The final chromatographic conditions consisted of water and ACN each with 0.05% (v/v) formic acid as mobile phase components and the Hypersil Gold C₁₈ column as stationary phase. The column temperature was set to 33 °C and the injection volume to 10 µL at a flow rate of 0.575 mL/min. The percentage of the organic modifier was linearly increased starting from 70% (v/v) to 80% (v/v) within 14.2 min. This was followed by a re-equilibration step of 2.8 min. The CAD evaporation temperature was set to 25 °C, the filter constant to 3.6 s, and the data collection rate to 5 Hz. The PFV was set to 1.0 and a log–log transformation was used during validation experiments.

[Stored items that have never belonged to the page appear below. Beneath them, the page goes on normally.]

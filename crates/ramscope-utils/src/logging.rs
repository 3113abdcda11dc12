//! # Logging Utilities
//!
//! Logging infrastructure for ramscope using `tracing`.
//!
//! ## Quick Start
//!
//! ```rust,no_run
//! use ramscope_utils::init_logging;
//!
//! // Initialize with default settings (reads from RUST_LOG env var)
//! init_logging().expect("Failed to initialize logging");
//!
//! tracing::info!("Analysis started");
//! ```
//!
//! ## Environment Variables
//!
//! - `RUST_LOG`: Set log level filter (e.g. `RUST_LOG=debug`,
//!   `RUST_LOG=ramscope_core=debug`)
//! - `RAMSCOPE_LOG_FORMAT`: Set output format (`json` or `pretty`,
//!   default: `pretty`)

use std::str::FromStr;
use std::{env, io};

use tracing::Level;
use tracing_subscriber::layer::SubscriberExt;
use tracing_subscriber::util::SubscriberInitExt;
use tracing_subscriber::{fmt, EnvFilter, Layer, Registry};

/// Log output format
#[derive(Debug, Clone, Copy, PartialEq, Eq)]
pub enum LogFormat
{
    /// Pretty-printed, human-readable format (default for development)
    Pretty,
    /// JSON format (default for production)
    Json,
}

impl FromStr for LogFormat
{
    type Err = String;

    fn from_str(s: &str) -> Result<Self, Self::Err>
    {
        match s.to_lowercase().as_str() {
            "pretty" | "dev" | "development" => Ok(LogFormat::Pretty),
            "json" | "prod" | "production" => Ok(LogFormat::Json),
            _ => Err(format!("Unknown log format: {s}. Use 'pretty' or 'json'")),
        }
    }
}

/// Log level
#[derive(Debug, Clone, Copy, PartialEq, Eq)]
pub enum LogLevel
{
    /// Error level
    Error,
    /// Warning level
    Warn,
    /// Info level (default)
    Info,
    /// Debug level
    Debug,
    /// Trace level (most verbose)
    Trace,
}

impl From<LogLevel> for Level
{
    fn from(level: LogLevel) -> Self
    {
        match level {
            LogLevel::Error => Level::ERROR,
            LogLevel::Warn => Level::WARN,
            LogLevel::Info => Level::INFO,
            LogLevel::Debug => Level::DEBUG,
            LogLevel::Trace => Level::TRACE,
        }
    }
}

impl FromStr for LogLevel
{
    type Err = String;

    fn from_str(s: &str) -> Result<Self, Self::Err>
    {
        match s.to_lowercase().as_str() {
            "error" | "err" => Ok(LogLevel::Error),
            "warn" | "warning" => Ok(LogLevel::Warn),
            "info" => Ok(LogLevel::Info),
            "debug" | "dbg" => Ok(LogLevel::Debug),
            "trace" => Ok(LogLevel::Trace),
            _ => Err(format!(
                "Unknown log level: {s}. Use 'error', 'warn', 'info', 'debug', or 'trace'"
            )),
        }
    }
}

/// Initialize logging with default settings
///
/// Reads configuration from environment variables:
/// - `RUST_LOG`: Log level filter (e.g. `debug`, `ramscope_core=debug`)
/// - `RAMSCOPE_LOG_FORMAT`: Output format (`json` or `pretty`)
///
/// ## Errors
///
/// Returns an error if logging is already initialized.
pub fn init_logging() -> Result<(), LoggingError>
{
    let format = env::var("RAMSCOPE_LOG_FORMAT")
        .ok()
        .and_then(|s| LogFormat::from_str(&s).ok())
        .unwrap_or(LogFormat::Pretty);

    let default_level = env::var("RUST_LOG")
        .unwrap_or_else(|_| "info".to_string())
        .parse::<LogLevel>()
        .map(Into::into)
        .unwrap_or(Level::INFO);

    init_logging_internal(format, default_level)
}

/// Initialize logging with explicit level and format
///
/// ## Errors
///
/// Returns an error if logging is already initialized.
pub fn init_logging_with_level(level: LogLevel, format: LogFormat) -> Result<(), LoggingError>
{
    init_logging_internal(format, level.into())
}

fn init_logging_internal(format: LogFormat, default_level: Level) -> Result<(), LoggingError>
{
    // RUST_LOG can override the default level with more specific filters
    let env_filter = EnvFilter::try_from_default_env().unwrap_or_else(|_| EnvFilter::new(default_level.to_string()));

    match format {
        LogFormat::Pretty => {
            let console_layer = fmt::layer()
                .with_target(true)
                .with_ansi(true)
                .with_writer(io::stderr)
                .with_filter(env_filter);
            Registry::default()
                .with(console_layer)
                .try_init()
                .map_err(|err| LoggingError::InitializationFailed(err.to_string()))?;
        }
        LogFormat::Json => {
            let console_layer = fmt::layer()
                .json()
                .with_target(true)
                .with_writer(io::stderr)
                .with_filter(env_filter);
            Registry::default()
                .with(console_layer)
                .try_init()
                .map_err(|err| LoggingError::InitializationFailed(err.to_string()))?;
        }
    }

    Ok(())
}

/// Logging initialization error
#[derive(Debug, thiserror::Error)]
pub enum LoggingError
{
    /// Invalid log format
    #[error("Invalid log format: {0}")]
    InvalidFormat(String),

    /// Invalid log level
    #[error("Invalid log level: {0}")]
    InvalidLevel(String),

    /// Failed to initialize logging
    #[error("Failed to initialize logging: {0}")]
    InitializationFailed(String),
}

3.4. Tools Used for Generating RSM and MODR

The sequence of the required experimental runs (Table 1) was obtained by the Design Expert 7.0.0 software (Stat-Ease Inc., Minneapolis, MN, USA); it was also used for fitting mathematical models to the collected results and model quality assessment. In order to determine the zone of theoretical robustness based on developed CCD models, their coefficients, and standard errors MATLAB^® R2018b (MathWorks, Natick, MA, USA) software was used. In particular, MATLAB served for indirect modeling of CMAs, grid point discretization, running MC simulations (statistical tool that takes into account the probability of meeting defined quality criteria) and, finally, generating an MODR graphical presentation.

4. Conclusions

Using a risk-based systematic AQbD approach, a robust and trustworthy HPLC-CAD method was developed for the analysis of eight FAs. The performance of the method was ensured within the defined MODR, allowing a long-lasting analytical method lifecycle where changes in chromatographic conditions within the MODR do not require regulatory notification and revalidation. The applicability of the method for the analysis of non-volatile FAs in PS 80 and magnesium stearate was demonstrated. Its main limitation is the applicability in the analysis of only non-volatile FAs due to the basic operating principles of CADs. However, the main advantages of the proposed HPLC-CAD method are its less error-prone and time-saving nature compared to the pharmacopoeial GC method, and the higher sensitivity compared to the already existing HPLC-CAD method. The future perspective is the development of uniform sample preparation procedure for FA analysis. The powerful AQbD approach could be used in the optimization of potentially critical process parameters such as the saponification of the polysorbate and the subsequent extraction of the FAs.